START Records shown
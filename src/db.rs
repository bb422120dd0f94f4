use anyhow::Result;
use sqlx::sqlite::{SqliteConnectOptions, SqlitePoolOptions};
use sqlx::{ConnectOptions, SqlitePool};
use std::str::FromStr;
use tracing::log::LevelFilter;

/// Configure SQLite PRAGMAs for a small single-writer database
async fn configure_pragmas(pool: &SqlitePool) -> Result<()> {
    sqlx::query("PRAGMA journal_mode = WAL")
        .execute(pool)
        .await?;
    sqlx::query("PRAGMA busy_timeout = 5000")
        .execute(pool)
        .await?;
    sqlx::query("PRAGMA synchronous = NORMAL")
        .execute(pool)
        .await?;

    Ok(())
}

/// Create a connection pool, creating the database file when missing
pub async fn create_pool(database_url: &str, max_connections: u32) -> Result<SqlitePool> {
    let options = SqliteConnectOptions::from_str(database_url)?
        .create_if_missing(true)
        .log_statements(LevelFilter::Debug);

    let pool = SqlitePoolOptions::new()
        .max_connections(max_connections)
        .connect_with(options)
        .await?;

    configure_pragmas(&pool).await?;

    tracing::debug!("Created pool with {} max connections", max_connections);

    Ok(pool)
}
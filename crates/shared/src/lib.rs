mod date;
pub mod dish;
mod error;
mod event;
pub mod mealplan;

pub use date::*;
pub use error::*;
pub use event::*;

#[doc(hidden)]
pub mod __private {
    pub use anyhow::anyhow;
}
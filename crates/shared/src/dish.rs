use serde::{Deserialize, Serialize};
use strum::{AsRefStr, Display, EnumString, VariantArray};

#[derive(
    EnumString,
    Display,
    VariantArray,
    AsRefStr,
    Clone,
    Copy,
    Debug,
    PartialEq,
    Eq,
    Hash,
    Serialize,
    Deserialize,
)]
pub enum Category {
    Protein,
    Vegetables,
    Mixed,
}

#[derive(Clone, Debug, PartialEq, Eq, Serialize, Deserialize)]
pub struct Dish {
    pub name: String,
    pub ingredients: Vec<String>,
    pub category: Category,
}

impl Dish {
    /// Case-insensitive name comparison used for catalog uniqueness.
    pub fn is_named(&self, name: &str) -> bool {
        self.name.to_lowercase() == name.to_lowercase()
    }
}
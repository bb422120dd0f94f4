//! JSON documents shared by durable storage and file import/export.
//!
//! - dishes: `[{"name": .., "ingredients": [..], "category": ..}]`
//! - meals: `{"YYYY-MM": {"<day>": ["<dish>", ..]}}`
//! - ingredients: `["<ingredient>", ..]`

use std::collections::BTreeSet;

use mealcal_dish::DishCatalog;
use mealcal_mealplan::MealAssignmentStore;
use mealcal_shared::{Error, dish::Dish, mealplan::Meals};
use serde::Serialize;
use serde_json::Value;

pub fn dishes_document(catalog: &DishCatalog, pretty: bool) -> mealcal_shared::Result<String> {
    encode(catalog.dishes(), pretty)
}

pub fn meals_document(store: &MealAssignmentStore, pretty: bool) -> mealcal_shared::Result<String> {
    encode(store.meals(), pretty)
}

pub fn ingredients_document(
    ingredients: &BTreeSet<String>,
    pretty: bool,
) -> mealcal_shared::Result<String> {
    encode(ingredients, pretty)
}

/// Parses a dishes document into a catalog, rejecting anything that is not
/// an array of well-formed, uniquely named dishes.
pub fn parse_dishes(text: &str) -> mealcal_shared::Result<DishCatalog> {
    let value = parse_json(text)?;
    if !value.is_array() {
        mealcal_shared::schema!("dishes document must be an array");
    }

    let dishes: Vec<Dish> =
        serde_json::from_value(value).map_err(|e| Error::Schema(e.to_string()))?;

    DishCatalog::try_from(dishes).map_err(|e| Error::Schema(e.to_string()))
}

/// Parses a meals document into a store. Month keys, day numbers and the
/// per-day and per-week uniqueness rules are all checked.
pub fn parse_meals(text: &str) -> mealcal_shared::Result<MealAssignmentStore> {
    let value = parse_json(text)?;
    if !value.is_object() {
        mealcal_shared::schema!("meals document must be an object");
    }

    let meals: Meals = serde_json::from_value(value).map_err(|e| Error::Schema(e.to_string()))?;

    MealAssignmentStore::try_from(meals).map_err(|e| Error::Schema(e.to_string()))
}

fn parse_json(text: &str) -> mealcal_shared::Result<Value> {
    serde_json::from_str(text).map_err(|e| Error::Schema(format!("malformed JSON: {e}")))
}

fn encode<T: Serialize + ?Sized>(value: &T, pretty: bool) -> mealcal_shared::Result<String> {
    let text = if pretty {
        serde_json::to_string_pretty(value)?
    } else {
        serde_json::to_string(value)?
    };

    Ok(text)
}

#[cfg(test)]
mod tests {
    use mealcal_dish::DishInput;
    use mealcal_shared::MonthKey;

    use super::*;

    fn june() -> MonthKey {
        "2025-06".parse().unwrap()
    }

    #[test]
    fn test_meals_document_shape() {
        let mut store = MealAssignmentStore::new();
        store.assign(june(), 12, "Tofu").unwrap();
        store.assign(june(), 3, "Salmon").unwrap();
        store.assign(june(), 3, "Rice").unwrap();

        assert_eq!(
            meals_document(&store, false).unwrap(),
            r#"{"2025-06":{"3":["Salmon","Rice"],"12":["Tofu"]}}"#
        );
    }

    #[test]
    fn test_meals_round_trip() {
        let mut store = MealAssignmentStore::new();
        store.assign(june(), 3, "Salmon").unwrap();
        store.assign(june(), 3, "Rice").unwrap();
        store.assign(june(), 8, "Salmon").unwrap();
        store.assign("2024-02".parse().unwrap(), 29, "Soup").unwrap();

        let text = meals_document(&store, true).unwrap();

        assert_eq!(parse_meals(&text).unwrap(), store);
    }

    #[test]
    fn test_dishes_document_shape() {
        let mut catalog = DishCatalog::new();
        catalog
            .add(DishInput::new("Tofu", "tofu, soy sauce", "Protein"))
            .unwrap();

        assert_eq!(
            dishes_document(&catalog, false).unwrap(),
            r#"[{"name":"Tofu","ingredients":["tofu","soy sauce"],"category":"Protein"}]"#
        );
    }

    #[test]
    fn test_parse_dishes_rejects_object() {
        let err = parse_dishes(r#"{"name":"Tofu","ingredients":["tofu"],"category":"Protein"}"#)
            .unwrap_err();

        assert!(matches!(err, Error::Schema(_)));
    }

    #[test]
    fn test_parse_dishes_rejects_bad_entries() {
        for text in [
            r#"[{"name":"Tofu","ingredients":["tofu"],"category":"Dessert"}]"#,
            r#"[{"name":"Tofu","ingredients":"tofu","category":"Protein"}]"#,
            r#"[{"name":"Tofu","ingredients":[],"category":"Protein"}]"#,
            r#"[{"name":"Tofu","ingredients":["a"],"category":"Mixed"},{"name":"tofu","ingredients":["b"],"category":"Mixed"}]"#,
            "[1, 2]",
            "not json",
        ] {
            assert!(
                matches!(parse_dishes(text), Err(Error::Schema(_))),
                "{text} should be rejected"
            );
        }
    }

    #[test]
    fn test_parse_meals_rejects_bad_documents() {
        for text in [
            "[]",
            r#"{"June":{"3":["Tofu"]}}"#,
            r#"{"2025-06":{"31":["Tofu"]}}"#,
            r#"{"2025-06":{"three":["Tofu"]}}"#,
            r#"{"2025-06":{"3":"Tofu"}}"#,
            r#"{"2025-06":{"3":["Tofu","Tofu"]}}"#,
            r#"{"2025-06":{"3":["Tofu"],"5":["Tofu"]}}"#,
            "{",
        ] {
            assert!(
                matches!(parse_meals(text), Err(Error::Schema(_))),
                "{text} should be rejected"
            );
        }
    }

    #[test]
    fn test_parse_meals_prunes_empty_days() {
        let store = parse_meals(r#"{"2025-06":{"3":[],"4":["Tofu"]},"2025-07":{}}"#).unwrap();

        assert_eq!(
            meals_document(&store, false).unwrap(),
            r#"{"2025-06":{"4":["Tofu"]}}"#
        );
    }
}
use anyhow::Result;
use tracing_subscriber::{EnvFilter, Layer, fmt, layer::SubscriberExt, util::SubscriberInitExt};

/// Initialize tracing and logging
///
/// - Structured JSON logging when `ENVIRONMENT=production`
/// - Console logging on stderr otherwise
/// - `RUST_LOG` overrides the configured level
pub fn init_observability(service_name: &str, service_version: &str, log_level: &str) -> Result<()> {
    let env_filter =
        EnvFilter::try_from_default_env().unwrap_or_else(|_| EnvFilter::new(log_level));

    let is_production = std::env::var("ENVIRONMENT")
        .map(|env| env == "production")
        .unwrap_or(false);

    if is_production {
        tracing_subscriber::registry()
            .with(
                fmt::layer()
                    .json()
                    .with_writer(std::io::stderr)
                    .with_filter(env_filter),
            )
            .try_init()?;
    } else {
        tracing_subscriber::registry()
            .with(
                fmt::layer()
                    .with_target(true)
                    .with_line_number(true)
                    .with_writer(std::io::stderr)
                    .with_filter(env_filter),
            )
            .try_init()?;
    }

    tracing::debug!(
        service.name = service_name,
        service.version = service_version,
        "Observability initialized"
    );

    Ok(())
}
END Records shown
Task statement: Which lines in the records above contain the word "self"? Copy each one.

Completed exercise:
    pub fn is_named(&self, name: &str) -> bool {
        self.name.to_lowercase() == name.to_lowercase()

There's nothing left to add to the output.